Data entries
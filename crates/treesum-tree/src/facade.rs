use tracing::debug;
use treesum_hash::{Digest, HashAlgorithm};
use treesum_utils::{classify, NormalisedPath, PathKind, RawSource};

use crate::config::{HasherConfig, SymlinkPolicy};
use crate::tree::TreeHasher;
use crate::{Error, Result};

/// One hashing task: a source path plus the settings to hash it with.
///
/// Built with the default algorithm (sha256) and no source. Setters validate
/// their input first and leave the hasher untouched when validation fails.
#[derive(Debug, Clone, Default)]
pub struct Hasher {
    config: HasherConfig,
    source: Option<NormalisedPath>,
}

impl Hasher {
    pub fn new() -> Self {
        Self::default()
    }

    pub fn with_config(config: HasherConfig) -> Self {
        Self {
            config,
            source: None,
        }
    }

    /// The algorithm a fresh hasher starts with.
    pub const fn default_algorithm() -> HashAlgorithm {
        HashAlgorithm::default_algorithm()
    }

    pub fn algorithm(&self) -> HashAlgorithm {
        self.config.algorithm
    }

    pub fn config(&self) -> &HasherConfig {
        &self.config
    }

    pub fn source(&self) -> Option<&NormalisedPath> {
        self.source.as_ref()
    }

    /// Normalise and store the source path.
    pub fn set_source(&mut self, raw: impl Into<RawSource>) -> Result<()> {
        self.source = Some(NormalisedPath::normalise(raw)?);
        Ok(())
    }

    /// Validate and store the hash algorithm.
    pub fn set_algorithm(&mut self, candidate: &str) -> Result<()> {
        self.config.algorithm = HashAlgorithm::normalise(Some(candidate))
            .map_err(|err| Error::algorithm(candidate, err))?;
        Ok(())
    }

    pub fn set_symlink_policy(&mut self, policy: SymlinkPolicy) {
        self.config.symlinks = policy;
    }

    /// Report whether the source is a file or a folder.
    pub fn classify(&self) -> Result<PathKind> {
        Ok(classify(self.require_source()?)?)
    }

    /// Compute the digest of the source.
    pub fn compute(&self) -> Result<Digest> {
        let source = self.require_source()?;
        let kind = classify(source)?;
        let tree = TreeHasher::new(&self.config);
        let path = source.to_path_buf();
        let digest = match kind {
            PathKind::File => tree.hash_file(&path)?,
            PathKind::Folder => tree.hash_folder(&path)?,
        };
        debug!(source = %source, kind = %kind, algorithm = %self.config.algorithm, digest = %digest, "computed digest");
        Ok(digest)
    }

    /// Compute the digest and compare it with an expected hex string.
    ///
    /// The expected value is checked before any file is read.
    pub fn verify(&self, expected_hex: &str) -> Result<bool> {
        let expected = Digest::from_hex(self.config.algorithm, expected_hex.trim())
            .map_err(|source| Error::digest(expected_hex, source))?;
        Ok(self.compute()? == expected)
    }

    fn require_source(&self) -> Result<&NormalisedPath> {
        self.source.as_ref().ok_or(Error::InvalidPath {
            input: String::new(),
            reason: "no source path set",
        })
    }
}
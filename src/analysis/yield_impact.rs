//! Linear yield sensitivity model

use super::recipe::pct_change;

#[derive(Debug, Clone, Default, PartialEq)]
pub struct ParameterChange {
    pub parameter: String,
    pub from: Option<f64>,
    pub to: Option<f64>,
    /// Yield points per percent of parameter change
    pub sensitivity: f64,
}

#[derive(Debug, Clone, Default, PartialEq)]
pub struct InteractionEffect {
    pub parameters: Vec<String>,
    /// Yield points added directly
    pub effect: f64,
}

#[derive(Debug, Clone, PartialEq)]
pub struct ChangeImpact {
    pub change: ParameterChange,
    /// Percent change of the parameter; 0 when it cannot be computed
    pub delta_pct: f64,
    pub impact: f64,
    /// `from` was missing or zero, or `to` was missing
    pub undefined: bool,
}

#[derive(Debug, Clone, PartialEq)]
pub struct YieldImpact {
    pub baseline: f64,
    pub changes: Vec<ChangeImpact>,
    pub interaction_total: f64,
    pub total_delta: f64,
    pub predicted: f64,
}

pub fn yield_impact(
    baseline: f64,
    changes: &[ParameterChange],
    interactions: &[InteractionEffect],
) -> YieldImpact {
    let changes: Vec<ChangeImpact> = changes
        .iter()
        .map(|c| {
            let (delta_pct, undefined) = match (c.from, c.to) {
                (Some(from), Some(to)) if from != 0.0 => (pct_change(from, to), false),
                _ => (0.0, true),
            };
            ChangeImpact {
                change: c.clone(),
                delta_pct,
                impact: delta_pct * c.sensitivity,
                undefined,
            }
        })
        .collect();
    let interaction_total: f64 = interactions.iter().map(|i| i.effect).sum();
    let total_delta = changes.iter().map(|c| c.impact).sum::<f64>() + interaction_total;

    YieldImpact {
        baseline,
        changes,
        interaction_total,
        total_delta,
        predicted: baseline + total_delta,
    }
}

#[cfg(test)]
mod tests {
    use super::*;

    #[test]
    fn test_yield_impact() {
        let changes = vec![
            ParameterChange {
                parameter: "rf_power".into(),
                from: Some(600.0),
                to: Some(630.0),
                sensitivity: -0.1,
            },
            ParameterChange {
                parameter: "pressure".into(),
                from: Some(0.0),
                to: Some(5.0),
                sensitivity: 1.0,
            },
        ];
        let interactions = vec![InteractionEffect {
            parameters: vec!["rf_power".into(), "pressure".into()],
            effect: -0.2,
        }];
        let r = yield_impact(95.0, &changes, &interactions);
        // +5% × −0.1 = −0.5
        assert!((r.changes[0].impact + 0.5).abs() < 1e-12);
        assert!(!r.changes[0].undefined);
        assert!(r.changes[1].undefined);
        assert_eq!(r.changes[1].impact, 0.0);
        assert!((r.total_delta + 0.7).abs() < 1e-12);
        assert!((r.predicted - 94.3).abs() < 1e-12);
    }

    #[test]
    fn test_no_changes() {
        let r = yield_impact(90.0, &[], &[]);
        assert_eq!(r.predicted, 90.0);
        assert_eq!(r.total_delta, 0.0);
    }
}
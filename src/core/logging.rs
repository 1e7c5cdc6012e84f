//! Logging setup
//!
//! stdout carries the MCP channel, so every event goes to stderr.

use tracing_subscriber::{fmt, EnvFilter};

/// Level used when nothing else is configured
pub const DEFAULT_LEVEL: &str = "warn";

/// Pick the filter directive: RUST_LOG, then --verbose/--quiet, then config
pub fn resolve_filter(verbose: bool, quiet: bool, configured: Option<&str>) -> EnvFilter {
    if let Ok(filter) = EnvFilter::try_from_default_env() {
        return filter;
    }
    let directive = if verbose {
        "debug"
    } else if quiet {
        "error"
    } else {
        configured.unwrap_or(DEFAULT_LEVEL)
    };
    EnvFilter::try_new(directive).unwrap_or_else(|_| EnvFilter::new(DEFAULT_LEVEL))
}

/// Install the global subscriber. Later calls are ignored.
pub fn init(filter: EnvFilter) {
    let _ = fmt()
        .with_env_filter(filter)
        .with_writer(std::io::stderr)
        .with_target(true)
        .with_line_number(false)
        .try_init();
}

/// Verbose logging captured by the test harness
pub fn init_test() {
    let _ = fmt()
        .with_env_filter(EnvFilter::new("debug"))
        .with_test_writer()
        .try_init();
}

**What is expected**
Scan the records above for the string "bool", then select every line that holds it.

**Final answer**
    pub fn verify(&self, expected_hex: &str) -> Result<bool> {
    pub undefined: bool,
pub fn resolve_filter(verbose: bool, quiet: bool, configured: Option<&str>) -> EnvFilter {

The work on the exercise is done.